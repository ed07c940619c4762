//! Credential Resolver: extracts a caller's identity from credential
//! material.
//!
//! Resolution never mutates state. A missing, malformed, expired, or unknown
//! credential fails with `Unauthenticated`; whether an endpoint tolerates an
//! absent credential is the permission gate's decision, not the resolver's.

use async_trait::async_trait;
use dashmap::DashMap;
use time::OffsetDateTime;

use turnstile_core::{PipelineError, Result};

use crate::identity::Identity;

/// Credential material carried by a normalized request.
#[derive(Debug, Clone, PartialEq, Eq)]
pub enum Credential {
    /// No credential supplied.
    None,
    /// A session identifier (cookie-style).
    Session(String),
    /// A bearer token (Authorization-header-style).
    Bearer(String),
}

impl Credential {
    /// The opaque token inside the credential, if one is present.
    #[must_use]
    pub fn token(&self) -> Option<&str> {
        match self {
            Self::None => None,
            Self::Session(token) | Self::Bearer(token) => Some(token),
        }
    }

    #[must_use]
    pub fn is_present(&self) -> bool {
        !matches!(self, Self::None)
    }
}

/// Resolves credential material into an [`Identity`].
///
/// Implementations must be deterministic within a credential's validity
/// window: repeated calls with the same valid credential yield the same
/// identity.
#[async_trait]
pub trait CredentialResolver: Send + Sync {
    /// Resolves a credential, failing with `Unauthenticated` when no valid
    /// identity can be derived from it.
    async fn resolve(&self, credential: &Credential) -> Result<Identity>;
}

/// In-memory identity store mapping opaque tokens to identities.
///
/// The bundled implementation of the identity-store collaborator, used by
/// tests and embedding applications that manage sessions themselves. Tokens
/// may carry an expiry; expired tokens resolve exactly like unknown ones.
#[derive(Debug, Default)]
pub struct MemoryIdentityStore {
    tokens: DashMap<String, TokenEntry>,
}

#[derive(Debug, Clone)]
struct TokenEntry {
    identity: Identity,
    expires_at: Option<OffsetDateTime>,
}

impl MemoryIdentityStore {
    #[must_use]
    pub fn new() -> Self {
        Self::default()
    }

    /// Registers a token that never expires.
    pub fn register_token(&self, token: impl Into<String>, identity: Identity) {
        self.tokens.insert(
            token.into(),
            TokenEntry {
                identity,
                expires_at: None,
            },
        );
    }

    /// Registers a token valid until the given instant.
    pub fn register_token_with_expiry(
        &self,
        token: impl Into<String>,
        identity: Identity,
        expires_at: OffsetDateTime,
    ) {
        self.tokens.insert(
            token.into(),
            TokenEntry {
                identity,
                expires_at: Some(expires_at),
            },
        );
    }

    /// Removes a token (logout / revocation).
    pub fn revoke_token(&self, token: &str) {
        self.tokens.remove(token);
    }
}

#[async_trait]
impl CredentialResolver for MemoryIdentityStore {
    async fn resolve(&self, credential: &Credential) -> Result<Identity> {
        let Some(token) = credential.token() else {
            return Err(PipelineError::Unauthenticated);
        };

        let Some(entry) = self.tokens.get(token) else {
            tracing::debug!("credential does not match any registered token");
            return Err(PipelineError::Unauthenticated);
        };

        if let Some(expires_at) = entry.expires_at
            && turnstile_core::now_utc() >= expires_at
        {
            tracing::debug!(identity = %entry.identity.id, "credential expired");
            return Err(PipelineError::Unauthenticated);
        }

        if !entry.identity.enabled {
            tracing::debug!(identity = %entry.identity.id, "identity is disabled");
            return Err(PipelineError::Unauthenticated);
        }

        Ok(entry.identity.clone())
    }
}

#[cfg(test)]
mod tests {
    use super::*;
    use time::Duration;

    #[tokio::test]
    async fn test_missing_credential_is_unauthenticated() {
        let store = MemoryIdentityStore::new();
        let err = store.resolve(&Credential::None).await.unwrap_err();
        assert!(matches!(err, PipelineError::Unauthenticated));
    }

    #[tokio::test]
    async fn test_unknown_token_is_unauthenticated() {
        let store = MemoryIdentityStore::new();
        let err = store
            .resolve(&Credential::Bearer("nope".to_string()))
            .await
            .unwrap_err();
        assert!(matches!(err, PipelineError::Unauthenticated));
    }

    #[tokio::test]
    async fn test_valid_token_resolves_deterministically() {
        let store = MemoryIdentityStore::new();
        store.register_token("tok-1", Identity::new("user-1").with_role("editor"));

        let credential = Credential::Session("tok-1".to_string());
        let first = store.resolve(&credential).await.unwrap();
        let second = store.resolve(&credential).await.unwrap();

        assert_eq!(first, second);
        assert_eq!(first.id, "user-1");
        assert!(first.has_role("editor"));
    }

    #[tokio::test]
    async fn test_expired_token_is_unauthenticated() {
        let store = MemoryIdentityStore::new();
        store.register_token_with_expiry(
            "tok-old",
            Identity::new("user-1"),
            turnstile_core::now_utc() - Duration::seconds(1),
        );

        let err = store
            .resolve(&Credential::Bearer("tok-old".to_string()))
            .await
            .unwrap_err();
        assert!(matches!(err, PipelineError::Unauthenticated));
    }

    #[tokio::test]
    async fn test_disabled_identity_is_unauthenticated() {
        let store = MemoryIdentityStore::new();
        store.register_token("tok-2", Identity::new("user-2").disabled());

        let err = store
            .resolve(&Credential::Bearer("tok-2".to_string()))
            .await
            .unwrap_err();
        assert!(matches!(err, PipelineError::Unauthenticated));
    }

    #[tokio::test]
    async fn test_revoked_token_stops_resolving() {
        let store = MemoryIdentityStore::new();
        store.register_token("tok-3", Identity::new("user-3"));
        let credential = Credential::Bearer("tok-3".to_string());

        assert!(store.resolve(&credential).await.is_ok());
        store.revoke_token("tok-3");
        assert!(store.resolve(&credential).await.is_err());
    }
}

□ □ □ □ □

Exactly as written above, set down the whole listing again.

#### [Written response]
repository ed07c940619c4762
//! Credential Resolver: extracts a caller's identity from credential
//! material.
//!
//! Resolution never mutates state. A missing, malformed, expired, or unknown
//! credential fails with `Unauthenticated`; whether an endpoint tolerates an
//! absent credential is the permission gate's decision, not the resolver's.

use async_trait::async_trait;
use dashmap::DashMap;
use time::OffsetDateTime;

use turnstile_core::{PipelineError, Result};

use crate::identity::Identity;

/// Credential material carried by a normalized request.
#[derive(Debug, Clone, PartialEq, Eq)]
pub enum Credential {
    /// No credential supplied.
    None,
    /// A session identifier (cookie-style).
    Session(String),
    /// A bearer token (Authorization-header-style).
    Bearer(String),
}

impl Credential {
    /// The opaque token inside the credential, if one is present.
    #[must_use]
    pub fn token(&self) -> Option<&str> {
        match self {
            Self::None => None,
            Self::Session(token) | Self::Bearer(token) => Some(token),
        }
    }

    #[must_use]
    pub fn is_present(&self) -> bool {
        !matches!(self, Self::None)
    }
}

/// Resolves credential material into an [`Identity`].
///
/// Implementations must be deterministic within a credential's validity
/// window: repeated calls with the same valid credential yield the same
/// identity.
#[async_trait]
pub trait CredentialResolver: Send + Sync {
    /// Resolves a credential, failing with `Unauthenticated` when no valid
    /// identity can be derived from it.
    async fn resolve(&self, credential: &Credential) -> Result<Identity>;
}

/// In-memory identity store mapping opaque tokens to identities.
///
/// The bundled implementation of the identity-store collaborator, used by
/// tests and embedding applications that manage sessions themselves. Tokens
/// may carry an expiry; expired tokens resolve exactly like unknown ones.
#[derive(Debug, Default)]
pub struct MemoryIdentityStore {
    tokens: DashMap<String, TokenEntry>,
}

#[derive(Debug, Clone)]
struct TokenEntry {
    identity: Identity,
    expires_at: Option<OffsetDateTime>,
}

impl MemoryIdentityStore {
    #[must_use]
    pub fn new() -> Self {
        Self::default()
    }

    /// Registers a token that never expires.
    pub fn register_token(&self, token: impl Into<String>, identity: Identity) {
        self.tokens.insert(
            token.into(),
            TokenEntry {
                identity,
                expires_at: None,
            },
        );
    }

    /// Registers a token valid until the given instant.
    pub fn register_token_with_expiry(
        &self,
        token: impl Into<String>,
        identity: Identity,
        expires_at: OffsetDateTime,
    ) {
        self.tokens.insert(
            token.into(),
            TokenEntry {
                identity,
                expires_at: Some(expires_at),
            },
        );
    }

    /// Removes a token (logout / revocation).
    pub fn revoke_token(&self, token: &str) {
        self.tokens.remove(token);
    }
}

#[async_trait]
impl CredentialResolver for MemoryIdentityStore {
    async fn resolve(&self, credential: &Credential) -> Result<Identity> {
        let Some(token) = credential.token() else {
            return Err(PipelineError::Unauthenticated);
        };

        let Some(entry) = self.tokens.get(token) else {
            tracing::debug!("credential does not match any registered token");
            return Err(PipelineError::Unauthenticated);
        };

        if let Some(expires_at) = entry.expires_at
            && turnstile_core::now_utc() >= expires_at
        {
            tracing::debug!(identity = %entry.identity.id, "credential expired");
            return Err(PipelineError::Unauthenticated);
        }

        if !entry.identity.enabled {
            tracing::debug!(identity = %entry.identity.id, "identity is disabled");
            return Err(PipelineError::Unauthenticated);
        }

        Ok(entry.identity.clone())
    }
}

#[cfg(test)]
mod tests {
    use super::*;
    use time::Duration;

    #[tokio::test]
    async fn test_missing_credential_is_unauthenticated() {
        let store = MemoryIdentityStore::new();
        let err = store.resolve(&Credential::None).await.unwrap_err();
        assert!(matches!(err, PipelineError::Unauthenticated));
    }

    #[tokio::test]
    async fn test_unknown_token_is_unauthenticated() {
        let store = MemoryIdentityStore::new();
        let err = store
            .resolve(&Credential::Bearer("nope".to_string()))
            .await
            .unwrap_err();
        assert!(matches!(err, PipelineError::Unauthenticated));
    }

    #[tokio::test]
    async fn test_valid_token_resolves_deterministically() {
        let store = MemoryIdentityStore::new();
        store.register_token("tok-1", Identity::new("user-1").with_role("editor"));

        let credential = Credential::Session("tok-1".to_string());
        let first = store.resolve(&credential).await.unwrap();
        let second = store.resolve(&credential).await.unwrap();

        assert_eq!(first, second);
        assert_eq!(first.id, "user-1");
        assert!(first.has_role("editor"));
    }

    #[tokio::test]
    async fn test_expired_token_is_unauthenticated() {
        let store = MemoryIdentityStore::new();
        store.register_token_with_expiry(
            "tok-old",
            Identity::new("user-1"),
            turnstile_core::now_utc() - Duration::seconds(1),
        );

        let err = store
            .resolve(&Credential::Bearer("tok-old".to_string()))
            .await
            .unwrap_err();
        assert!(matches!(err, PipelineError::Unauthenticated));
    }

    #[tokio::test]
    async fn test_disabled_identity_is_unauthenticated() {
        let store = MemoryIdentityStore::new();
        store.register_token("tok-2", Identity::new("user-2").disabled());

        let err = store
            .resolve(&Credential::Bearer("tok-2".to_string()))
            .await
            .unwrap_err();
        assert!(matches!(err, PipelineError::Unauthenticated));
    }

    #[tokio::test]
    async fn test_revoked_token_stops_resolving() {
        let store = MemoryIdentityStore::new();
        store.register_token("tok-3", Identity::new("user-3"));
        let credential = Credential::Bearer("tok-3".to_string());

        assert!(store.resolve(&credential).await.is_ok());
        store.revoke_token("tok-3");
        assert!(store.resolve(&credential).await.is_err());
    }
}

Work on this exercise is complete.